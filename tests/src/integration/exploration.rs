//! # Exploration Override
//!
//! A group the stored model has never seen must get a full elite budget on
//! the next warm launch, ahead of every well-scored known group.

#[cfg(test)]
mod tests {
    use std::net::{IpAddr, Ipv4Addr};
    use std::sync::Arc;
    use std::time::Duration;

    use rand::rngs::StdRng;
    use rand::SeedableRng;

    use scout_core::adapters::mocks::{MockConnectProbe, MockThroughputProbe};
    use scout_core::{
        BanditConfig, CandidateGenerator, GroupId, Ipv4Range, JsonModelStore, ModelSnapshot,
        ModelStore, ProbeConfig, ProbeEngine, SharedModel, Tier,
    };

    const NEW_GROUP: Ipv4Addr = Ipv4Addr::new(172, 16, 5, 0);

    /// 150 known groups with a strong history, saved to disk.
    fn seeded_store(dir: &std::path::Path) -> Arc<JsonModelStore> {
        let mut snapshot = ModelSnapshot::default().with_launch_count(8);
        for c in 0..150u8 {
            snapshot = snapshot.with_group(&format!("10.1.{c}.0"), 10.0, 8.0);
        }
        let store = Arc::new(JsonModelStore::new(dir.join("ucb_model.json")));
        store.save(&snapshot).unwrap();
        store
    }

    fn ranges() -> Vec<Ipv4Range> {
        let mut ranges: Vec<Ipv4Range> = (0..150u8)
            .map(|c| Ipv4Range::new(Ipv4Addr::new(10, 1, c, 0), 24).unwrap())
            .collect();
        ranges.push(Ipv4Range::new(NEW_GROUP, 24).unwrap());
        ranges
    }

    fn in_new_group(addr: &IpAddr) -> bool {
        GroupId::of(addr).map(|g| g.base()) == Some(NEW_GROUP)
    }

    #[test]
    fn test_unseen_group_gets_elite_quota() {
        let dir = tempfile::tempdir().unwrap();
        let model = SharedModel::load(seeded_store(dir.path()), BanditConfig::default());
        assert!(!model.is_cold_start());

        let generator = CandidateGenerator::default();
        let mut rng = StdRng::seed_from_u64(11);
        let plan = model.with_model(|m| generator.allocate(&ranges(), m, &mut rng));
        assert_eq!(plan.allocations[0].group.base(), NEW_GROUP);
        assert_eq!(plan.allocations[0].tier, Tier::Elite);
        assert_eq!(plan.allocations[0].quota, 5);

        let mut rng = StdRng::seed_from_u64(11);
        let candidates =
            model.with_model(|m| generator.generate(&ranges(), &[], 1000, m, &mut rng));
        assert_eq!(candidates.iter().filter(|a| in_new_group(a)).count(), 5);
    }

    #[tokio::test]
    async fn test_unseen_group_is_learned_after_probing() {
        let dir = tempfile::tempdir().unwrap();
        let store = seeded_store(dir.path());
        let model = SharedModel::load(store.clone(), BanditConfig::default());

        let mut rng = StdRng::seed_from_u64(12);
        let candidates = model.with_model(|m| {
            CandidateGenerator::default().generate(&ranges(), &[], 1000, m, &mut rng)
        });
        let mut connect = MockConnectProbe::new();
        for addr in candidates.iter().filter(|a| in_new_group(a)) {
            connect.set_latency(*addr, Duration::from_millis(30));
        }
        let engine = ProbeEngine::new(
            ProbeConfig::default(),
            Arc::new(connect),
            Arc::new(MockThroughputProbe::new()),
        );

        let report = engine.run(candidates, &model).await.unwrap();

        assert_eq!(report.survivors.len(), 5);
        let stored = store.load().unwrap().unwrap();
        let record = stored.subnets["172.16.5.0"];
        // 5 connects + 5 failed downloads, decayed once
        assert!((record.count - 10.0 * 0.85).abs() < 1e-9);
        assert_eq!(stored.launch_count, 9);
    }
}
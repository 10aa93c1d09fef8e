//! Lock service error types.

use miette::Diagnostic;
use thiserror::Error;

/// Stable code carried by the rejection delivered to a stolen lock's
/// released future.
pub const LOCK_STOLEN: &str = "LOCK_STOLEN";

/// Errors surfaced through lock settlement futures.
#[derive(Debug, Clone, PartialEq, Eq, Error, Diagnostic)]
pub enum LockError {
    /// The holder was evicted by a steal request.
    #[error("lock was stolen by a competing request")]
    #[diagnostic(code(agent_locks::stolen))]
    Stolen,

    /// The work callback reported a failure.
    #[error("lock work failed: {reason}")]
    #[diagnostic(code(agent_locks::work_failed))]
    WorkFailed { reason: String },

    /// The work callback (or the future it returned) panicked.
    #[error("lock work panicked: {reason}")]
    #[diagnostic(code(agent_locks::work_panicked))]
    WorkPanicked { reason: String },

    /// The owning agent was torn down before the lock settled.
    #[error("owning agent was torn down")]
    #[diagnostic(code(agent_locks::agent_gone))]
    AgentGone,

    /// A mode string was neither "shared" nor "exclusive".
    #[error("invalid lock mode '{mode}'")]
    #[diagnostic(code(agent_locks::invalid_mode))]
    InvalidMode { mode: String },
}

impl LockError {
    /// Shorthand for a work failure with the given reason.
    pub fn failed(reason: impl Into<String>) -> Self {
        LockError::WorkFailed {
            reason: reason.into(),
        }
    }

    /// Stable machine-readable code for this error.
    pub const fn code(&self) -> &'static str {
        match self {
            LockError::Stolen => LOCK_STOLEN,
            LockError::WorkFailed { .. } => "WORK_FAILED",
            LockError::WorkPanicked { .. } => "WORK_PANICKED",
            LockError::AgentGone => "AGENT_GONE",
            LockError::InvalidMode { .. } => "INVALID_MODE",
        }
    }
}

/// Lock service result type alias.
pub type Result<T> = std::result::Result<T, LockError>;
//! The lock manager — request intake, the grant engine, the steal
//! protocol, cross-agent wake-ups, query snapshots, and agent cleanup.
//!
//! One manager arbitrates every named lock in the process. All state sits
//! behind a single mutex. Work callbacks run with the mutex released, so
//! user code is free to re-enter `request` and `query`. Settlement of the
//! futures handed out at intake also happens with the mutex released,
//! with one deliberate exception: the steal protocol rejects evicted
//! holders' released futures while still holding it, which is safe
//! because settling is a plain channel send.
//!
//! Thread affinity: the grant engine only ever grants locks, invokes
//! callbacks, and drives work futures for the agent on whose thread it
//! runs. Requests belonging to other agents are observed just long enough
//! to post wake-ups into their own loops.

use std::any::Any;
use std::collections::{HashMap, HashSet, VecDeque};
use std::panic::AssertUnwindSafe;
use std::sync::atomic::{AtomicU64, Ordering};
use std::sync::{Arc, Mutex, MutexGuard, OnceLock, PoisonError, Weak};

use serde::{Deserialize, Serialize};
use tokio::sync::oneshot;
use tracing::{debug, trace};

use crate::agent::{AgentHandle, AgentId};
use crate::error::LockError;
use crate::lock::{
    LockCallback, LockInfo, LockMode, LockOptions, LockTicket, Released, Settlement, Waiting, Work,
};

/// Global held-lock ID counter.
static NEXT_LOCK_ID: AtomicU64 = AtomicU64::new(1);

static GLOBAL: OnceLock<Arc<LockManager>> = OnceLock::new();

/// A queued lock request, owned by the pending queue until granted,
/// handed to an if-available miss, or discarded at cleanup.
struct PendingRequest {
    agent: AgentHandle,
    name: String,
    mode: LockMode,
    client_id: String,
    steal: bool,
    if_available: bool,
    callback: LockCallback,
    waiting: oneshot::Sender<Settlement>,
    released: oneshot::Sender<Settlement>,
}

/// A granted lock. The released sender is taken exactly once — either by
/// the settlement continuation or, for stolen locks, by the steal
/// protocol.
struct HeldLock {
    id: u64,
    agent: AgentHandle,
    mode: LockMode,
    client_id: String,
    stolen: bool,
    released: Option<oneshot::Sender<Settlement>>,
}

#[derive(Default)]
struct ManagerState {
    /// name → held locks in grant order.
    held: HashMap<String, Vec<HeldLock>>,
    /// Global FIFO across all agents and names; steal requests sit at the
    /// front.
    pending: VecDeque<PendingRequest>,
    /// Agents with a teardown hook installed.
    agents: HashMap<AgentId, AgentHandle>,
}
::::
Lines containing the word "ModelSnapshot" must all be returned from the material above.

▸ **RESPONSE TO THIS EXERCISE**:
        BanditConfig, CandidateGenerator, GroupId, Ipv4Range, JsonModelStore, ModelSnapshot,
        let mut snapshot = ModelSnapshot::default().with_launch_count(8);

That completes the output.